Los momentos clave

Asociación de Ex Detenidos-Desaparecidos

Memorias de junio

Por la radio se escuchaban los estampidos. El presidente Eduardo Duhalde lo había profetizado días atrás: “Tenemos que ir poniendo orden”. Y como tantas otras veces, el orden se tradujo en balas contra el pueblo. El sábado 22 de junio de 2002, mientras presentaba el número 5 de nuestra revista, un compañero del MTD Aníbal Verón alertó sobre el acelerado cambio de clima, y no precisamente por las bajas temperaturas. Con encono creciente, el discurso oficial ubicaba en el rubro “inseguridad” a las movilizaciones que juntaban “piquetes y cacerolas” desde fines de 2001. Pero aun así, lo del 26 de junio superó cualquier pronóstico.

Como lo hicieron tantos compañeros, decidimos ir para allá. Avellaneda nos recordó los operativos rastrillo de la dictadura, con uniformados y civiles apuntando desde la caja de las camionetas policiales. Entramos al Fiorito por la puerta lateral. Fanchiotti había dado la versión oficial de lo sucedido y el jardín del hospital estaba tomado por la policía. Metieron a un pibe en una furgoneta a la que periodistas y manifestantes tratamos de cortarle el paso, pero logró salir, mientras otros de la Bonaerense siguieron la cacería y se llevaron a otro muchacho.
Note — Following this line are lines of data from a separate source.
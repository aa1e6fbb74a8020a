//! Remote environment choices for pull and push
//!
//! The [`EnvironmentResolver`] authenticates lazily on the first request for
//! an application's environments, maps them to prompt choices and caches the
//! result per application UUID for the rest of the invocation.

use crate::prompt::Answers;
use crate::{Error, Result};
use acquia_cloud::AcquiaApi;
use acquia_meta::{Choice, Environment};
use async_trait::async_trait;
use std::collections::HashMap;

/// Choice appended to every environment list
pub const NONE: &str = "none";

/// Environment push never offers
pub const PROTECTED_ENVIRONMENT: &str = "prod";

/// Preferred default environment
pub const PREFERRED_ENVIRONMENT: &str = "dev";

/// Source of an application's environments
#[async_trait]
pub trait EnvironmentDirectory: Send {
    /// Exchange credentials for a fresh token.
    async fn authenticate(&mut self, key: &str, secret: &str) -> Result<()>;

    async fn environments(&mut self, app_uuid: &str) -> Result<Vec<Environment>>;
}

#[async_trait]
impl EnvironmentDirectory for AcquiaApi {
    async fn authenticate(&mut self, key: &str, secret: &str) -> Result<()> {
        self.auth(key, secret, true, true).await?;
        Ok(())
    }

    async fn environments(&mut self, app_uuid: &str) -> Result<Vec<Environment>> {
        Ok(self.get_environments(app_uuid).await?.unwrap_or_default())
    }
}

#[derive(Debug, Clone, Copy, PartialEq, Eq)]
pub enum Direction {
    Pull,
    Push,
}

#[derive(Debug, Clone, Copy, PartialEq, Eq)]
pub enum ResolverState {
    NoCredentials,
    Authenticating,
    Authenticated,
    EnvironmentsFetched,
}

/// Key and secret to fall back on when the answers carry none
#[derive(Debug, Clone, Default, PartialEq, Eq)]
pub struct Credentials {
    pub key: Option<String>,
    pub secret: Option<String>,
}

pub struct EnvironmentResolver<D> {
    directory: D,
    direction: Direction,
    state: ResolverState,
    authenticated_as: Option<String>,
    cache: HashMap<String, Vec<Choice>>,
}

impl<D: EnvironmentDirectory> EnvironmentResolver<D> {
    pub fn new(directory: D, direction: Direction) -> Self {
        Self {
            directory,
            direction,
            state: ResolverState::NoCredentials,
            authenticated_as: None,
            cache: HashMap::new(),
        }
    }

    pub fn state(&self) -> ResolverState {
        self.state
    }

    pub fn direction(&self) -> Direction {
        self.direction
    }

    pub fn directory(&self) -> &D {
        &self.directory
    }

    /// Cached choices for an application, if already fetched.
    pub fn cached(&self, app_uuid: &str) -> Option<&[Choice]> {
        self.cache.get(app_uuid).map(Vec::as_slice)
    }

    /// Environment choices for an application.
    ///
    /// Credentials come from the answers (a combined `key:secret` answer is
    /// split first), falling back to `fallback`.
    pub async fn choices(
        &mut self,
        answers: &Answers,
        fallback: &Credentials,
        app_uuid: &str,
    ) -> Result<Vec<Choice>> {
        if let Some(cached) = self.cache.get(app_uuid) {
            return Ok(cached.clone());
        }

        let answers = answers.split_credentials();
        let key = answers.key().or(fallback.key.as_deref());
        let secret = answers.secret().or(fallback.secret.as_deref());
        let (Some(key), Some(secret)) = (key, secret) else {
            return Err(Error::MissingCredentials);
        };

        if self.authenticated_as.as_deref() != Some(key) {
            self.state = ResolverState::Authenticating;
            tracing::debug!(key, "Authenticating for environment list");
            if let Err(err) = self.directory.authenticate(key, secret).await {
                self.state = ResolverState::NoCredentials;
                self.authenticated_as = None;
                return Err(err);
            }
            self.authenticated_as = Some(key.to_string());
            self.state = ResolverState::Authenticated;
        }

        let environments = self.directory.environments(app_uuid).await?;
        let choices = environment_choices(&environments, self.direction);
        tracing::debug!(app_uuid, count = choices.len(), "Fetched environments");

        self.cache.insert(app_uuid.to_string(), choices.clone());
        self.state = ResolverState::EnvironmentsFetched;
        Ok(choices)
    }
}

/// Map environments to choices (`name` = display name, `value` = env name)
/// and append `none`. Push never offers `prod`.
pub fn environment_choices(environments: &[Environment], direction: Direction) -> Vec<Choice> {
    environments
        .iter()
        .filter(|env| direction == Direction::Pull || env.name != PROTECTED_ENVIRONMENT)
        .map(|env| Choice::new(env.display_name.clone(), env.name.clone()))
        .chain(std::iter::once(Choice::new(NONE, NONE)))
        .collect()
}

/// `dev` when offered, else the first choice.
pub fn best_environment(choices: &[Choice]) -> Option<&Choice> {
    choices
        .iter()
        .find(|c| c.value == PREFERRED_ENVIRONMENT)
        .or_else(|| choices.first())
}

/// Default answer for a component prompt (`code`, `database`, `files`).
///
/// Push only defaults code to an environment; database and files default
/// to `none`.
pub fn default_choice(direction: Direction, component: &str, choices: &[Choice]) -> Option<String> {
    match (direction, component) {
        (Direction::Push, "database" | "files") => Some(NONE.to_string()),
        _ => best_environment(choices).map(|c| c.value.clone()),
    }
}

#[cfg(test)]
mod tests {
    use super::*;
    use pretty_assertions::assert_eq;

    fn env(name: &str) -> Environment {
        Environment {
            name: name.into(),
            display_name: format!("{name} display"),
            ..Default::default()
        }
    }

    #[test]
    fn test_push_excludes_prod() {
        let envs = [env("dev"), env("test"), env("prod")];

        let pull: Vec<String> = environment_choices(&envs, Direction::Pull)
            .into_iter()
            .map(|c| c.value)
            .collect();
        let push: Vec<String> = environment_choices(&envs, Direction::Push)
            .into_iter()
            .map(|c| c.value)
            .collect();

        assert_eq!(pull, vec!["dev", "test", "prod", "none"]);
        assert_eq!(push, vec!["dev", "test", "none"]);
    }

    #[test]
    fn test_best_environment() {
        let with_dev = environment_choices(&[env("test"), env("dev")], Direction::Pull);
        assert_eq!(best_environment(&with_dev).map(|c| c.value.as_str()), Some("dev"));

        let without_dev = environment_choices(&[env("stage"), env("test")], Direction::Pull);
        assert_eq!(best_environment(&without_dev).map(|c| c.value.as_str()), Some("stage"));

        assert!(best_environment(&[]).is_none());
    }

    #[test]
    fn test_default_choice() {
        let choices = environment_choices(&[env("test"), env("dev")], Direction::Push);

        assert_eq!(default_choice(Direction::Push, "code", &choices).as_deref(), Some("dev"));
        assert_eq!(default_choice(Direction::Push, "database", &choices).as_deref(), Some("none"));
        assert_eq!(default_choice(Direction::Push, "files", &choices).as_deref(), Some("none"));
        assert_eq!(default_choice(Direction::Pull, "files", &choices).as_deref(), Some("dev"));
    }
}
A los empujones por los pasillos, y alegando que éramos de organismos de derechos humanos llegamos con otros compañeros al despacho de la directora del hospital. Ella certificó que había dos muertos. Un nuevo aviso urgente: la cana atacaba el local de Izquierda Unida; varios corrimos hacia allá. El regreso fue con nuevos heridos. Marchamos a la 1ª de Avellaneda, donde se estaban concentrando compañeros de las decenas de detenidos –muchos de ellos heridos–, organismos de derechos humanos, dirigentes políticos. Empezaron a vallar la comisaría mientras retaceaban los nombres de los presos. La bronca se mezclaba con el terror. ¿Hasta dónde llegarían los grupos de tareas del siglo XXI?

De regreso a Capital supimos a quiénes había asesinado la policía. Uno de ellos era Darío. Lo conocimos una mañana de marzo, cuando nos encontramos en Don Orione con un núcleo del MTD para reflexionar sobre el 24 de marzo y las experiencias de los luchadores de los ‘60 y los ‘70. Para compartir brasas con las que avivar fuegos del nuevo siglo. Meses después celebramos nuestros 17 años en ese mismo lugar; Darío asaba los chorizos mientras nos explicaba las nuevas resistencias en busca de las eternas utopías de justicia y dignidad. “Lo que sentimos en carne propia es que somos los mismos que pelearon en aquellos años –decía orgulloso–, somos la continuidad de esa historia.”

Pero ya era 26 de junio, y Darío había caído resistiendo al lema impreso a golpe de genocidio: “Hay que salvarse solo”. Darío había caído tendiéndole la mano a Maxi. Grandiosa lección que impidió la parálisis por el terror, desarmó las patrañas oficiales y nos convocó a miles a llenar las calles para repudiar la represión y exigir justicia. Herencia de luchadores la memoria. No por casualidad la marcha unitaria que cruzó el Puente Pueyrredón el 3 de julio se gestó paso a paso en la Casa de Nazaret, esa manzana del barrio de San Cristóbal donde 24 años atrás las Madres tejieron resistencia a la desaparición y el genocidio.

Aunque atravesados por el dolor, aquellos días de 2002 se parecieron a una ruta que, antes que cortarla, los piquetes abrieron para recorrerla juntos; para dar testimonio de que “aunque nos sigan matando, seguiremos resistiendo”.